Alexa ist keine Freundin
Die Daten, die unsere digital vernetzten Geräte über uns sammeln, verraten so viel über uns, dass KI herleiten kann, wer wir sind, was wir fühlen und was uns wichtig ist. Dieses Wissen wird bewusst und gezielt eingesetzt, um Nutzer zu manipulieren. Als Gesellschaft sollten wir ein Interesse daran haben, zu wissen, wer versucht unser Verhalten zu steuern und wie er dies anstellt. Wir haben außerdem eine Verantwortung für diejenigen, die besonders schutzbedürftig sind: Kinder, Menschen, die einsam sind, die Technologie nicht verstehen oder sich in einer Situation befinden, in der sie verletzbar sind. Wir sollten nicht zulassen, dass gerade sie zur Zielscheibe subtiler Manipulation und Verhaltenssteuerung werden.

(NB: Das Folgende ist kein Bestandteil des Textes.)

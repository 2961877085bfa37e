//! Training Pipeline - Data → Model Package
//!
//! load/generate → fit normalization → windows → split 80/20 (theo thời gian)
//! → train → calibrate (p95 trên training windows) → save package.
//!
//! Kết quả in ra một dòng `[RESULT]{...}` để process cha parse.

use std::path::{Path, PathBuf};

use ndarray::Array2;
use serde::{Deserialize, Serialize};
use serde_json::Value;

use crate::constants::{
    get_model_path, DEFAULT_HIDDEN_DIM, DEFAULT_LATENT_DIM,
    DEFAULT_NUM_LAYERS, DEFAULT_PERCENTILE, DEFAULT_SEQUENCE_LENGTH, FEATURE_COUNT, TRAIN_SPLIT,
};
use crate::error::{EngineError, Result};
use crate::logic::features::{build_training_windows, normalize, stack_rows};
use crate::logic::model::synthetic::{generate_synthetic, DEFAULT_SYNTHETIC_SAMPLES};
use crate::logic::model::{
    calibrate, train, ModelConfig, ModelPackage, ModelVariant, Provenance, SequenceAutoencoder,
    TrainerOptions,
};

/// Result line prefix
pub const RESULT_PREFIX: &str = "[RESULT]";

// ============================================================================
// REQUEST / SUMMARY
// ============================================================================

/// Everything a training run needs; unset fields take engine defaults
#[derive(Debug, Clone, PartialEq, Serialize, Deserialize)]
#[serde(default)]
pub struct TrainingRequest {
    /// JSON training data (app export or plain array)
    pub data_path: Option<PathBuf>,
    /// Generate N synthetic vectors instead of reading data
    pub synthetic_samples: usize,
    pub output: PathBuf,
    #[serde(alias = "model_type")]
    pub variant: ModelVariant,
    pub sequence_length: usize,
    pub hidden_dim: usize,
    pub latent_dim: usize,
    pub num_layers: usize,
    pub percentile: f32,
    #[serde(flatten)]
    pub trainer: TrainerOptions,
}

impl Default for TrainingRequest {
    fn default() -> Self {
        Self {
            data_path: None,
            synthetic_samples: 0,
            output: get_model_path(),
            variant: ModelVariant::default(),
            sequence_length: DEFAULT_SEQUENCE_LENGTH,
            hidden_dim: DEFAULT_HIDDEN_DIM,
            latent_dim: DEFAULT_LATENT_DIM,
            num_layers: DEFAULT_NUM_LAYERS,
            percentile: DEFAULT_PERCENTILE,
            trainer: TrainerOptions::default(),
        }
    }
}

impl TrainingRequest {
    /// Blank input means all defaults
    pub fn from_json(input: &str) -> Result<Self> {
        if input.trim().is_empty() {
            return Ok(Self::default());
        }
        Ok(serde_json::from_str(input)?)
    }

    pub fn model_config(&self) -> ModelConfig {
        ModelConfig {
            input_dim: FEATURE_COUNT,
            hidden_dim: self.hidden_dim,
            latent_dim: self.latent_dim,
            num_layers: self.num_layers,
            sequence_length: self.sequence_length,
        }
    }
}

/// Success summary printed after `[RESULT]`
#[derive(Debug, Clone, PartialEq, Serialize, Deserialize)]
pub struct TrainingSummary {
    pub success: bool,
    pub model_path: PathBuf,
    pub model_type: ModelVariant,
    pub sequence_length: usize,
    pub features: usize,
    pub threshold: f32,
    pub best_loss: f32,
    pub epochs: usize,
}

#[derive(Debug, Serialize)]
struct FailureSummary<'a> {
    success: bool,
    error: &'a str,
}

/// `[RESULT]{...}` line for a finished run (success or failure)
pub fn result_line<T: Serialize>(outcome: &Result<T>) -> String {
    let body = match outcome {
        Ok(summary) => serde_json::to_string(summary),
        Err(e) => {
            let message = e.to_string();
            serde_json::to_string(&FailureSummary {
                success: false,
                error: &message,
            })
        }
    };
    match body {
        Ok(json) => format!("{}{}", RESULT_PREFIX, json),
        Err(e) => format!("{}{{\"success\":false,\"error\":\"{}\"}}", RESULT_PREFIX, e),
    }
}

// ============================================================================
// DATA LOADING
// ============================================================================

/// Parse training JSON: `{"version", "data": [{"features"}]}` or `[{"features"}]`.
///
/// Vectors shorter than F are skipped, longer ones truncated to F.
pub fn parse_training_data(bytes: &[u8]) -> Result<Array2<f32>> {
    let root: Value = serde_json::from_slice(bytes)?;

    let items = match &root {
        Value::Object(map) if map.contains_key("data") => {
            log::info!(
                "Detected app export format (v{}), exported at {}, {} samples",
                map.get("version").and_then(Value::as_str).unwrap_or("?"),
                map.get("exported_at").and_then(Value::as_str).unwrap_or("unknown"),
                map.get("total_samples").map(|v| v.to_string()).unwrap_or_else(|| "?".to_string())
            );
            map.get("data").and_then(Value::as_array)
        }
        Value::Array(items) => Some(items),
        _ => None,
    };

    let mut skipped = 0usize;
    let rows: Vec<Vec<f32>> = items
        .into_iter()
        .flatten()
        .filter_map(|item| {
            let features = item.get("features")?.as_array()?;
            let values: Option<Vec<f32>> = features
                .iter()
                .take(FEATURE_COUNT)
                .map(|v| v.as_f64().map(|f| f as f32))
                .collect();
            match values {
                Some(row) if row.len() == FEATURE_COUNT => Some(row),
                _ => {
                    skipped += 1;
                    None
                }
            }
        })
        .collect();

    if skipped > 0 {
        log::warn!("Skipped {} entries with fewer than {} features", skipped, FEATURE_COUNT);
    }
    if rows.is_empty() {
        return Err(EngineError::InsufficientData(
            "no valid vectors in training data".to_string(),
        ));
    }

    stack_rows(&rows)
}

pub fn load_training_data(path: &Path) -> Result<Array2<f32>> {
    let bytes = std::fs::read(path)?;
    let data = parse_training_data(&bytes)?;
    log::info!("Loaded {} vectors from {}", data.nrows(), path.display());
    Ok(data)
}

/// Chronological split: first `ratio` of windows train, rest validate
pub fn split_windows(mut windows: Vec<Array2<f32>>, ratio: f32) -> (Vec<Array2<f32>>, Vec<Array2<f32>>) {
    let split = ((windows.len() as f32) * ratio) as usize;
    let validation = windows.split_off(split.min(windows.len()));
    (windows, validation)
}

// ============================================================================
// PIPELINE
// ============================================================================

fn raw_corpus(request: &TrainingRequest) -> Result<Array2<f32>> {
    if request.synthetic_samples > 0 {
        return Ok(generate_synthetic(request.synthetic_samples, request.trainer.seed));
    }
    match &request.data_path {
        Some(path) => load_training_data(path),
        None => {
            log::info!("No data specified, generating {} synthetic samples", DEFAULT_SYNTHETIC_SAMPLES);
            Ok(generate_synthetic(DEFAULT_SYNTHETIC_SAMPLES, request.trainer.seed))
        }
    }
}

/// Train, calibrate and package from an already-loaded raw corpus
pub fn train_package(raw: &Array2<f32>, request: &TrainingRequest) -> Result<ModelPackage> {
    let config = request.model_config();
    config.validate()?;

    let stats = normalize::fit(raw.view())?;
    let normalized = normalize::apply(&stats, raw.view())?;
    let windows = build_training_windows(normalized.view(), config.sequence_length)?;
    let (train_windows, val_windows) = split_windows(windows, TRAIN_SPLIT);
    if train_windows.is_empty() {
        return Err(EngineError::InsufficientData(
            "no windows left for training after split".to_string(),
        ));
    }
    log::info!(
        "Windows: {} train, {} validation (L={})",
        train_windows.len(),
        val_windows.len(),
        config.sequence_length
    );

    let mut model = SequenceAutoencoder::new(request.variant, config, request.trainer.seed)?;
    let history = train(&mut model, &train_windows, Some(&val_windows), &request.trainer)?;
    let threshold = calibrate(&model, &train_windows, request.percentile)?;

    ModelPackage::new(model, stats, threshold, Provenance::from_history(&history))
}

/// Full training run: data → package on disk → summary
pub fn run_training(request: &TrainingRequest) -> Result<TrainingSummary> {
    log::info!(
        "Training {} autoencoder: L={}, hidden={}, latent={}, layers={}",
        request.variant,
        request.sequence_length,
        request.hidden_dim,
        request.latent_dim,
        request.num_layers
    );

    let raw = raw_corpus(request)?;
    let package = train_package(&raw, request)?;
    package.save(&request.output)?;

    Ok(TrainingSummary {
        success: true,
        model_path: request.output.clone(),
        model_type: package.variant(),
        sequence_length: package.config().sequence_length,
        features: package.config().input_dim,
        threshold: package.threshold(),
        best_loss: package.provenance().best_loss,
        epochs: package.provenance().epochs_run,
    })
}

#[cfg(test)]
mod tests {
    use super::*;
    use tempfile::TempDir;

    #[test]
    fn test_parse_app_export_format() {
        let json = serde_json::json!({
            "version": "1.0",
            "exported_at": "2024-01-01T00:00:00Z",
            "total_samples": 3,
            "data": [
                {"features": vec![1.0; FEATURE_COUNT]},
                {"features": vec![2.0; FEATURE_COUNT + 3]},
                {"features": vec![3.0; FEATURE_COUNT - 1]},
                {"other": 1}
            ]
        });
        let data = parse_training_data(json.to_string().as_bytes()).unwrap();
        assert_eq!(data.dim(), (2, FEATURE_COUNT));
        assert_eq!(data[[1, 0]], 2.0);
    }

    #[test]
    fn test_parse_plain_array_format() {
        let json = serde_json::json!([{"features": vec![0.5; FEATURE_COUNT]}]);
        let data = parse_training_data(json.to_string().as_bytes()).unwrap();
        assert_eq!(data.nrows(), 1);
    }

    #[test]
    fn test_parse_rejects_empty() {
        assert!(matches!(
            parse_training_data(b"{\"data\": []}"),
            Err(EngineError::InsufficientData(_))
        ));
        assert!(parse_training_data(b"not json").is_err());
    }

    #[test]
    fn test_split_is_chronological() {
        let windows: Vec<Array2<f32>> = (0..10).map(|i| Array2::from_elem((1, 1), i as f32)).collect();
        let (train, val) = split_windows(windows, 0.8);
        assert_eq!(train.len(), 8);
        assert_eq!(val.len(), 2);
        assert_eq!(train[7][[0, 0]], 7.0);
        assert_eq!(val[0][[0, 0]], 8.0);
    }

    #[test]
    fn test_result_line_formats() {
        let failure: Result<TrainingSummary> = Err(EngineError::InsufficientData("x".to_string()));
        let line = result_line(&failure);
        assert!(line.starts_with(RESULT_PREFIX));
        let json: Value = serde_json::from_str(&line[RESULT_PREFIX.len()..]).unwrap();
        assert_eq!(json["success"], false);
        assert!(json["error"].as_str().unwrap().contains("insufficient data"));
    }

    #[test]
    fn test_malformed_request_reports_result_line() {
        assert_eq!(TrainingRequest::from_json("  \n").unwrap(), TrainingRequest::default());

        let outcome = TrainingRequest::from_json("{\"epochs\": ").and_then(|request| run_training(&request));
        assert!(matches!(outcome, Err(EngineError::Serialization(_))));

        let line = result_line(&outcome);
        assert!(line.starts_with(RESULT_PREFIX));
        let json: Value = serde_json::from_str(&line[RESULT_PREFIX.len()..]).unwrap();
        assert_eq!(json["success"], false);
        assert!(!json["error"].as_str().unwrap().is_empty());
    }

    #[test]
    fn test_request_defaults_and_aliases() {
        let request: TrainingRequest =
            serde_json::from_str("{\"model_type\": \"gru\", \"epochs\": 3, \"synthetic_samples\": 40}").unwrap();
        assert_eq!(request.variant, ModelVariant::GatedSimple);
        assert_eq!(request.trainer.epochs, 3);
        assert_eq!(request.sequence_length, DEFAULT_SEQUENCE_LENGTH);
        assert_eq!(request.trainer.batch_size, crate::constants::DEFAULT_BATCH_SIZE);
    }

    #[test]
    fn test_too_little_data_is_insufficient() {
        let raw = Array2::<f32>::zeros((5, FEATURE_COUNT));
        let request = TrainingRequest::default();
        assert!(matches!(
            train_package(&raw, &request),
            Err(EngineError::InsufficientData(_))
        ));
    }

    #[test]
    fn test_run_training_small_synthetic() {
        let dir = TempDir::new().unwrap();
        let request = TrainingRequest {
            synthetic_samples: 30,
            output: dir.path().join("model.osae"),
            variant: ModelVariant::GatedSimple,
            hidden_dim: 8,
            latent_dim: 4,
            num_layers: 1,
            trainer: TrainerOptions {
                epochs: 3,
                batch_size: 8,
                ..Default::default()
            },
            ..Default::default()
        };

        let summary = run_training(&request).unwrap();
        assert!(summary.success);
        assert_eq!(summary.epochs, 3);
        assert_eq!(summary.features, FEATURE_COUNT);
        assert!(summary.threshold > 0.0);

        let package = ModelPackage::load(&request.output).unwrap();
        assert_eq!(package.threshold(), summary.threshold);
        assert_eq!(package.variant(), ModelVariant::GatedSimple);
        assert!(result_line(&Ok(summary)).contains("\"success\":true"));
    }
}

In unserem menschlichen Bedürfnis nach Nähe machen wir selbst Objekte zu unseren Freunden. Im Falle von Alexa und Co. ist dies allerdings ein Freund, der uns unbemerkt genauestens beobachtet und sich dabei jedes Detail einprägt. Mit dem Ziel, uns irgendwann – in einem ganz anderen Kontext – dazu zu bringen, ihm Geld zu geben.
Esther Görnemann ist Wissenschaftlerin am Institut für Wirtschaftsinformatik und Gesellschaft der WU Wien. Im Rahmen des EU- Projekts Privacy & Us erforscht sie die Interaktion mit Technologie mit Fokus auf Sprachassistenten, Datenschutz und ethische Herausforderungen.
Dieser Beitrag wurde am 25.8.2019 in der Zeitung Tagesspiegel veröffentlicht.